- [Extracted entries]:

*** Block opens ***

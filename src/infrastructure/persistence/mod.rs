pub mod csv_export;

pub use csv_export::{export_metrics_csv, write_metrics_csv};
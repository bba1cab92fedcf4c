//! Configuration module for Pricetrail.
//!
//! Structured configuration loaded from environment variables, split into
//! the upstream data source and the HTTP transport.

mod data_source_config;
mod http_config;

pub use data_source_config::DataSourceConfig;
pub use http_config::HttpEnvConfig;

use anyhow::{Context, Result};
use std::env;
use std::str::FromStr;

/// Main application configuration.
#[derive(Debug, Clone)]
pub struct Config {
    pub data_source: DataSourceConfig,
    pub http: HttpEnvConfig,
}

impl Config {
    /// Load configuration from environment variables.
    pub fn from_env() -> Result<Self> {
        let data_source =
            DataSourceConfig::from_env().context("Failed to load data source config")?;
        let http = HttpEnvConfig::from_env().context("Failed to load HTTP config")?;

        Ok(Self { data_source, http })
    }
}

/// Reads `key`, falling back to `default` when unset. Unparseable values are errors.
pub(crate) fn parse_env<T>(key: &str, default: T) -> Result<T>
where
    T: FromStr + ToString,
    <T as FromStr>::Err: std::error::Error + Send + Sync + 'static,
{
    env::var(key)
        .unwrap_or_else(|_| default.to_string())
        .trim()
        .parse::<T>()
        .context(format!("Failed to parse {}", key))
}
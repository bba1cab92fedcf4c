pub mod market_data;

pub use market_data::{CryptoCompareHistoryService, HistodayResponse};
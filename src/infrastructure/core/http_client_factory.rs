use crate::config::HttpEnvConfig;
use reqwest::Client;
use reqwest_middleware::{ClientBuilder, ClientWithMiddleware};
use reqwest_retry::{RetryTransientMiddleware, policies::ExponentialBackoff};
use std::time::Duration;

pub struct HttpClientFactory;

impl HttpClientFactory {
    /// Creates an HTTP client with the configured timeouts.
    ///
    /// Retry middleware is only attached when `max_retries > 0`.
    pub fn create_client(config: &HttpEnvConfig) -> Result<ClientWithMiddleware, reqwest::Error> {
        let client = Client::builder()
            .pool_max_idle_per_host(2)
            .timeout(Duration::from_secs(config.timeout_secs))
            .connect_timeout(Duration::from_secs(config.connect_timeout_secs))
            .build()?;

        let mut builder = ClientBuilder::new(client);
        if config.max_retries > 0 {
            let retry_policy =
                ExponentialBackoff::builder().build_with_max_retries(config.max_retries);
            builder = builder.with(RetryTransientMiddleware::new_with_policy(retry_policy));
        }

        Ok(builder.build())
    }
}

/// Helper function to build a URL with query parameters.
/// reqwest-middleware doesn't expose `.query()`, so the query string is
/// assembled here and appended to the URL.
pub fn build_url_with_query<K, V>(base_url: &str, params: &[(K, V)]) -> String
where
    K: AsRef<str>,
    V: AsRef<str>,
{
    if params.is_empty() {
        return base_url.to_string();
    }

    let query_string: String = params
        .iter()
        .map(|(k, v)| {
            format!(
                "{}={}",
                urlencoding_encode(k.as_ref()),
                urlencoding_encode(v.as_ref())
            )
        })
        .collect::<Vec<_>>()
        .join("&");

    if base_url.contains('?') {
        format!("{}&{}", base_url, query_string)
    } else {
        format!("{}?{}", base_url, query_string)
    }
}

/// Percent-encodes everything outside the RFC 3986 unreserved set.
fn urlencoding_encode(s: &str) -> String {
    let mut encoded = String::with_capacity(s.len());
    for byte in s.bytes() {
        match byte {
            b'A'..=b'Z' | b'a'..=b'z' | b'0'..=b'9' | b'-' | b'_' | b'.' | b'~' => {
                encoded.push(byte as char);
            }
            _ => encoded.push_str(&format!("%{:02X}", byte)),
        }
    }
    encoded
}
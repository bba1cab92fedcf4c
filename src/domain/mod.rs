// Market data domain
pub mod market;

// Port interfaces
pub mod ports;

// Domain-specific error types
pub mod errors;
//! Console output for metric tables.

use crate::application::market_data::MetricTable;

/// Prints a head/tail preview of a metric table.
pub struct MetricsReporter {
    preview_rows: usize,
}

impl Default for MetricsReporter {
    fn default() -> Self {
        Self { preview_rows: 5 }
    }
}

impl MetricsReporter {
    pub fn new(preview_rows: usize) -> Self {
        Self { preview_rows }
    }

    pub fn print_header(&self, asset: &str, start: &str, end: &str, output: Option<&str>) {
        println!("\n{}", "=".repeat(80));
        println!("📈 {} daily history {} → {}", asset, start, end);
        if let Some(output) = output {
            println!("   Output: {}", output);
        }
        println!("{}", "=".repeat(80));
    }

    pub fn print_table(&self, table: &MetricTable) {
        print!("{}", self.render(table));
    }

    /// Renders the preview: the first and last `preview_rows` rows, aligned.
    pub fn render(&self, table: &MetricTable) -> String {
        let headers = table.column_names();
        let total = table.len();

        // Rows in `head_end..tail_start` are hidden.
        let elided = total > self.preview_rows.saturating_mul(2);
        let head_end = if elided { self.preview_rows } else { total };
        let tail_start = total - head_end.min(self.preview_rows);

        let mut lines: Vec<Vec<String>> = Vec::new();
        for (i, row) in table.rows().iter().enumerate() {
            if i >= head_end && i < tail_start {
                continue;
            }
            let mut cells = vec![i.to_string()];
            cells.extend(row.cells().into_iter().map(|cell| match cell {
                Some(value) => shorten(&value),
                None => "NaN".to_string(),
            }));
            lines.push(cells);
        }

        let mut header_cells = vec![String::new()];
        header_cells.extend(headers);

        let widths: Vec<usize> = (0..header_cells.len())
            .map(|c| {
                lines
                    .iter()
                    .map(|line| line[c].len())
                    .chain(std::iter::once(header_cells[c].len()))
                    .max()
                    .unwrap_or(0)
            })
            .collect();

        let format_line = |cells: &[String]| -> String {
            cells
                .iter()
                .zip(&widths)
                .map(|(cell, width)| format!("{:>width$}", cell, width = *width))
                .collect::<Vec<_>>()
                .join("  ")
        };

        let mut out = String::new();
        out.push_str(&format_line(&header_cells));
        out.push('\n');
        let (head, tail) = lines.split_at(head_end.min(lines.len()));
        for line in head {
            out.push_str(&format_line(line));
            out.push('\n');
        }
        if elided {
            out.push_str("...\n");
        }
        for line in tail {
            out.push_str(&format_line(line));
            out.push('\n');
        }
        out.push_str(&format!("\n[{} rows x {} columns]\n", total, header_cells.len() - 1));
        out
    }
}

/// Trims long float renderings to six decimals.
fn shorten(value: &str) -> String {
    match value.parse::<f64>() {
        Ok(v) if value.contains('.') => format!("{:.6}", v)
            .trim_end_matches('0')
            .trim_end_matches('.')
            .to_string(),
        _ => value.to_string(),
    }
}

*** Block closes ***

- [Work to complete]: Every line from the top of the material through the line containing "pub mod market_data;" must be transcribed exactly, and no other line may appear.

- [Task response]:
filename src/infrastructure/persistence/mod.rs
pub mod csv_export;

pub use csv_export::{export_metrics_csv, write_metrics_csv};
repository bba1cab92fedcf4c
//! Configuration module for Pricetrail.
//!
//! Structured configuration loaded from environment variables, split into
//! the upstream data source and the HTTP transport.

mod data_source_config;
mod http_config;

pub use data_source_config::DataSourceConfig;
pub use http_config::HttpEnvConfig;

use anyhow::{Context, Result};
use std::env;
use std::str::FromStr;

/// Main application configuration.
#[derive(Debug, Clone)]
pub struct Config {
    pub data_source: DataSourceConfig,
    pub http: HttpEnvConfig,
}

impl Config {
    /// Load configuration from environment variables.
    pub fn from_env() -> Result<Self> {
        let data_source =
            DataSourceConfig::from_env().context("Failed to load data source config")?;
        let http = HttpEnvConfig::from_env().context("Failed to load HTTP config")?;

        Ok(Self { data_source, http })
    }
}

/// Reads `key`, falling back to `default` when unset. Unparseable values are errors.
pub(crate) fn parse_env<T>(key: &str, default: T) -> Result<T>
where
    T: FromStr + ToString,
    <T as FromStr>::Err: std::error::Error + Send + Sync + 'static,
{
    env::var(key)
        .unwrap_or_else(|_| default.to_string())
        .trim()
        .parse::<T>()
        .context(format!("Failed to parse {}", key))
}
repository bba1cab92fedcf4c
pub mod market_data;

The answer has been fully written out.